Supporters argue that a more systematic approach is overdue in a field where many major discoveries have been partly serendipitous.
“Superconductivity research has reached a point where isolated breakthroughs are no longer enough,” said Christoph Heil, a theorist at Graz University of Technology in Austria and a co‑author of the roadmap, in a statement released by the university. “We need coordinated campaigns that bring together large‑scale simulations, advanced experiments and machine learning to navigate a vast space of possible materials and structures.”
Others note that the commercial and intellectual property context will likely shape how any eventual technologies are developed and deployed.
Why incremental gains still matter
Superconductors already play roles in MRI machines, particle accelerators and experimental fusion devices, typically using materials that must be cooled with liquid helium or—among so‑called high‑temperature superconductors—with liquid nitrogen.

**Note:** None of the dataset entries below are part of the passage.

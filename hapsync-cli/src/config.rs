//! Loading of the hapsync configuration file

use std::fs;
use std::path::{Path, PathBuf};

use serde::Deserialize;
use thiserror::Error;

use hapsync_core::document::{DesiredState, ValidationIssue};
use hapsync_provider_dataplane::DataPlaneConfig;

pub const DEFAULT_FILE: &str = "hapsync.json";

/// Connection settings plus the desired rule collections
#[derive(Debug, Deserialize)]
pub struct HapsyncFile {
    pub dataplane: DataPlaneConfig,
    #[serde(flatten)]
    pub desired: DesiredState,
}

#[derive(Debug, Error)]
pub enum ConfigError {
    #[error("Failed to read {}: {source}", path.display())]
    Io {
        path: PathBuf,
        source: std::io::Error,
    },

    #[error("Failed to parse {}: {source}", path.display())]
    Parse {
        path: PathBuf,
        source: serde_json::Error,
    },

    #[error("Invalid dataplane settings: {0}")]
    Dataplane(String),

    #[error("{}", join_issues(.0))]
    Rules(Vec<ValidationIssue>),
}

fn join_issues(issues: &[ValidationIssue]) -> String {
    issues
        .iter()
        .map(|issue| issue.to_string())
        .collect::<Vec<_>>()
        .join("\n")
}

impl HapsyncFile {
    /// Load a file, applying environment overrides
    pub fn load(path: &Path) -> Result<Self, ConfigError> {
        Self::load_with(path, |key| std::env::var(key).ok())
    }

    pub fn load_with(
        path: &Path,
        lookup: impl Fn(&str) -> Option<String>,
    ) -> Result<Self, ConfigError> {
        let content = fs::read_to_string(path).map_err(|source| ConfigError::Io {
            path: path.to_path_buf(),
            source,
        })?;

        let mut file: HapsyncFile =
            serde_json::from_str(&content).map_err(|source| ConfigError::Parse {
                path: path.to_path_buf(),
                source,
            })?;

        file.dataplane.apply_env_with(lookup);
        file.dataplane
            .validate()
            .map_err(ConfigError::Dataplane)?;
        Ok(file)
    }

    /// Check every managed collection against its schema
    pub fn validate(&self) -> Result<(), ConfigError> {
        self.desired.validate().map_err(ConfigError::Rules)
    }
}
//! Connection settings for the Data Plane API

use serde::{Deserialize, Serialize};

use hapsync_core::strategy::ApiVersion;

/// Environment variable overriding the API URL
pub const URL_ENV: &str = "HAPSYNC_URL";
/// Environment variable overriding the API password
pub const PASSWORD_ENV: &str = "HAPSYNC_PASSWORD";

const DEFAULT_TIMEOUT_SECS: u64 = 30;

/// Data Plane API connection settings
#[derive(Debug, Clone, PartialEq, Serialize, Deserialize)]
pub struct DataPlaneConfig {
    /// Base URL without the version prefix (e.g., "http://127.0.0.1:5555")
    pub url: String,
    pub username: String,
    #[serde(default)]
    pub password: String,
    pub api_version: ApiVersion,
    #[serde(default = "default_timeout_secs")]
    pub timeout_secs: u64,
}

fn default_timeout_secs() -> u64 {
    DEFAULT_TIMEOUT_SECS
}

impl DataPlaneConfig {
    pub fn new(
        url: impl Into<String>,
        username: impl Into<String>,
        password: impl Into<String>,
        api_version: ApiVersion,
    ) -> Self {
        Self {
            url: url.into(),
            username: username.into(),
            password: password.into(),
            api_version,
            timeout_secs: DEFAULT_TIMEOUT_SECS,
        }
    }

    /// Apply `HAPSYNC_URL` / `HAPSYNC_PASSWORD` from the process environment
    pub fn apply_env(&mut self) {
        self.apply_env_with(|key| std::env::var(key).ok());
    }

    /// Apply overrides from an arbitrary variable lookup
    pub fn apply_env_with(&mut self, lookup: impl Fn(&str) -> Option<String>) {
        if let Some(url) = lookup(URL_ENV) {
            self.url = url;
        }
        if let Some(password) = lookup(PASSWORD_ENV) {
            self.password = password;
        }
    }

    /// Check the settings before any request is made
    pub fn validate(&self) -> Result<(), String> {
        if !(self.url.starts_with("http://") || self.url.starts_with("https://")) {
            return Err(format!(
                "dataplane url '{}' must start with http:// or https://",
                self.url
            ));
        }
        if self.username.is_empty() {
            return Err("dataplane username must not be empty".to_string());
        }
        if self.timeout_secs == 0 {
            return Err("dataplane timeout_secs must be greater than 0".to_string());
        }
        Ok(())
    }
}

Even incremental increases in Tc at ambient pressure can reduce cooling costs and enable more compact equipment.
Advocates of room‑temperature, ambient‑pressure superconductors say they could eventually reduce power losses in electric grids—estimated in the United States to account for several percent of generated electricity—and enable lighter, more efficient motors and generators for transportation and industry. The roadmap also highlights potential impacts on quantum computing, where many qubits rely on superconducting circuits, and on high‑field magnets that could benefit fusion reactors and scientific instruments.
Specialists caution against expecting rapid change.
“Going from a tiny crystal in a diamond anvil cell to kilometers of wire in a power grid is a massive leap,” said a materials scientist at a U.S. national laboratory who was not authorized to speak on the record. “You have to be able to make the material in bulk, keep the relevant phase stable for years, and engineer it into devices that can survive real‑world conditions. That is a long process even after the basic physics is solidly established.”
The new Hg‑1223 phase, as currently reported, is not yet close to meeting those criteria. Its lifetime appears limited unless kept very cold, and the pressure‑quench process is difficult to control and potentially damaging to the tiny diamonds and electrical leads used. The share of the sample that becomes superconducting has not been fully quantified.
What comes next
Even proponents of the roadmap concede that the path to room‑temperature superconductivity, if it exists, is likely to take decades and involve many more steps. For now, the immediate test will be whether other laboratories can reproduce and refine the new 151‑kelvin result and whether pressure‑quench methods can be generalized to other superconducting families, such as nickelates and iron‑based compounds.
Breaking the 33‑year record does not, by itself, transform power grids or medical scanners. But it marks a measurable move in a field that had seemed stalled at ambient pressure—and sets a clearer framework for what progress might look like in the years ahead, not just as isolated announcements but as part of a deliberate attempt to engineer one of physics’ most elusive states into practical technology.